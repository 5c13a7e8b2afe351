//! RSASSA-PSS signing of feature bytes
//!
//! SHA-256 message hash, MGF1 with SHA-256, and the largest salt the modulus
//! allows (`em_len - h_len - 2`). Signing is randomized: the same input
//! produces different signature bytes on every call, all of which verify.

use base64::engine::general_purpose::STANDARD;
use base64::Engine;
use rsa::traits::PublicKeyParts;
use rsa::{Pss, RsaPrivateKey};
use sha2::{Digest, Sha256};

use crate::crypto::keys::KeyPair;
use crate::error::{MelsealError, Result};

/// Output size of the PSS hash function
const HASH_LEN: usize = 32;

/// Maximum PSS salt length for a modulus of `modulus_bits`
pub fn max_salt_len(modulus_bits: usize) -> usize {
    let em_len = modulus_bits.saturating_sub(1).div_ceil(8);
    em_len.saturating_sub(HASH_LEN + 2)
}

pub(crate) fn pss_padding(modulus_bits: usize) -> Pss {
    Pss::new_with_salt::<Sha256>(max_salt_len(modulus_bits))
}

/// Opaque signature bytes for one segment
#[derive(Debug, Clone, PartialEq, Eq, Hash)]
pub struct Signature(Vec<u8>);

impl Signature {
    /// Wrap raw signature bytes
    pub fn from_bytes(bytes: Vec<u8>) -> Self {
        Self(bytes)
    }

    /// Raw signature bytes
    pub fn as_bytes(&self) -> &[u8] {
        &self.0
    }

    pub fn into_bytes(self) -> Vec<u8> {
        self.0
    }

    pub fn len(&self) -> usize {
        self.0.len()
    }

    pub fn is_empty(&self) -> bool {
        self.0.is_empty()
    }

    /// Standard base64 (with padding)
    pub fn to_base64(&self) -> String {
        STANDARD.encode(&self.0)
    }

    /// Decode from standard base64
    pub fn from_base64(encoded: &str) -> std::result::Result<Self, base64::DecodeError> {
        STANDARD.decode(encoded).map(Self)
    }
}

impl AsRef<[u8]> for Signature {
    fn as_ref(&self) -> &[u8] {
        &self.0
    }
}

/// Signs canonical feature bytes with a session private key
#[derive(Clone)]
pub struct Signer {
    key: RsaPrivateKey,
    modulus_bits: usize,
    fingerprint: String,
}

impl Signer {
    /// Create a signer holding a copy of the private half of `keys`
    pub fn new(keys: &KeyPair) -> Self {
        Self {
            key: keys.private_key().clone(),
            modulus_bits: keys.modulus_bits(),
            fingerprint: keys.fingerprint(),
        }
    }

    /// Fingerprint of the matching public key
    pub fn fingerprint(&self) -> &str {
        &self.fingerprint
    }

    /// Salt length used for every signature
    pub fn salt_len(&self) -> usize {
        max_salt_len(self.modulus_bits)
    }

    /// Size in bytes of every signature this signer produces
    pub fn signature_len(&self) -> usize {
        self.key.size()
    }

    /// Sign `feature_bytes`
    ///
    /// # Errors
    /// * `Signing` - If the RSA backend rejects the key or the message
    pub fn sign(&self, feature_bytes: &[u8]) -> Result<Signature> {
        let hashed = Sha256::digest(feature_bytes);
        let mut rng = rand::thread_rng();
        self.key
            .sign_with_rng(&mut rng, pss_padding(self.modulus_bits), &hashed)
            .map(Signature)
            .map_err(MelsealError::Signing)
    }
}

impl std::fmt::Debug for Signer {
    fn fmt(&self, f: &mut std::fmt::Formatter<'_>) -> std::fmt::Result {
        f.debug_struct("Signer")
            .field("modulus_bits", &self.modulus_bits)
            .field("salt_len", &self.salt_len())
            .field("fingerprint", &self.fingerprint)
            .finish_non_exhaustive()
    }
}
--- --- ---
**Task details**
Transcribe the full listing exactly, omitting nothing.

**Written answer**
repository 5c13a7e8b2afe351
//! RSASSA-PSS signing of feature bytes
//!
//! SHA-256 message hash, MGF1 with SHA-256, and the largest salt the modulus
//! allows (`em_len - h_len - 2`). Signing is randomized: the same input
//! produces different signature bytes on every call, all of which verify.

use base64::engine::general_purpose::STANDARD;
use base64::Engine;
use rsa::traits::PublicKeyParts;
use rsa::{Pss, RsaPrivateKey};
use sha2::{Digest, Sha256};

use crate::crypto::keys::KeyPair;
use crate::error::{MelsealError, Result};

/// Output size of the PSS hash function
const HASH_LEN: usize = 32;

/// Maximum PSS salt length for a modulus of `modulus_bits`
pub fn max_salt_len(modulus_bits: usize) -> usize {
    let em_len = modulus_bits.saturating_sub(1).div_ceil(8);
    em_len.saturating_sub(HASH_LEN + 2)
}

pub(crate) fn pss_padding(modulus_bits: usize) -> Pss {
    Pss::new_with_salt::<Sha256>(max_salt_len(modulus_bits))
}

/// Opaque signature bytes for one segment
#[derive(Debug, Clone, PartialEq, Eq, Hash)]
pub struct Signature(Vec<u8>);

impl Signature {
    /// Wrap raw signature bytes
    pub fn from_bytes(bytes: Vec<u8>) -> Self {
        Self(bytes)
    }

    /// Raw signature bytes
    pub fn as_bytes(&self) -> &[u8] {
        &self.0
    }

    pub fn into_bytes(self) -> Vec<u8> {
        self.0
    }

    pub fn len(&self) -> usize {
        self.0.len()
    }

    pub fn is_empty(&self) -> bool {
        self.0.is_empty()
    }

    /// Standard base64 (with padding)
    pub fn to_base64(&self) -> String {
        STANDARD.encode(&self.0)
    }

    /// Decode from standard base64
    pub fn from_base64(encoded: &str) -> std::result::Result<Self, base64::DecodeError> {
        STANDARD.decode(encoded).map(Self)
    }
}

impl AsRef<[u8]> for Signature {
    fn as_ref(&self) -> &[u8] {
        &self.0
    }
}

/// Signs canonical feature bytes with a session private key
#[derive(Clone)]
pub struct Signer {
    key: RsaPrivateKey,
    modulus_bits: usize,
    fingerprint: String,
}

impl Signer {
    /// Create a signer holding a copy of the private half of `keys`
    pub fn new(keys: &KeyPair) -> Self {
        Self {
            key: keys.private_key().clone(),
            modulus_bits: keys.modulus_bits(),
            fingerprint: keys.fingerprint(),
        }
    }

    /// Fingerprint of the matching public key
    pub fn fingerprint(&self) -> &str {
        &self.fingerprint
    }

    /// Salt length used for every signature
    pub fn salt_len(&self) -> usize {
        max_salt_len(self.modulus_bits)
    }

    /// Size in bytes of every signature this signer produces
    pub fn signature_len(&self) -> usize {
        self.key.size()
    }

    /// Sign `feature_bytes`
    ///
    /// # Errors
    /// * `Signing` - If the RSA backend rejects the key or the message
    pub fn sign(&self, feature_bytes: &[u8]) -> Result<Signature> {
        let hashed = Sha256::digest(feature_bytes);
        let mut rng = rand::thread_rng();
        self.key
            .sign_with_rng(&mut rng, pss_padding(self.modulus_bits), &hashed)
            .map(Signature)
            .map_err(MelsealError::Signing)
    }
}

impl std::fmt::Debug for Signer {
    fn fmt(&self, f: &mut std::fmt::Formatter<'_>) -> std::fmt::Result {
        f.debug_struct("Signer")
            .field("modulus_bits", &self.modulus_bits)
            .field("salt_len", &self.salt_len())
            .field("fingerprint", &self.fingerprint)
            .finish_non_exhaustive()
    }
}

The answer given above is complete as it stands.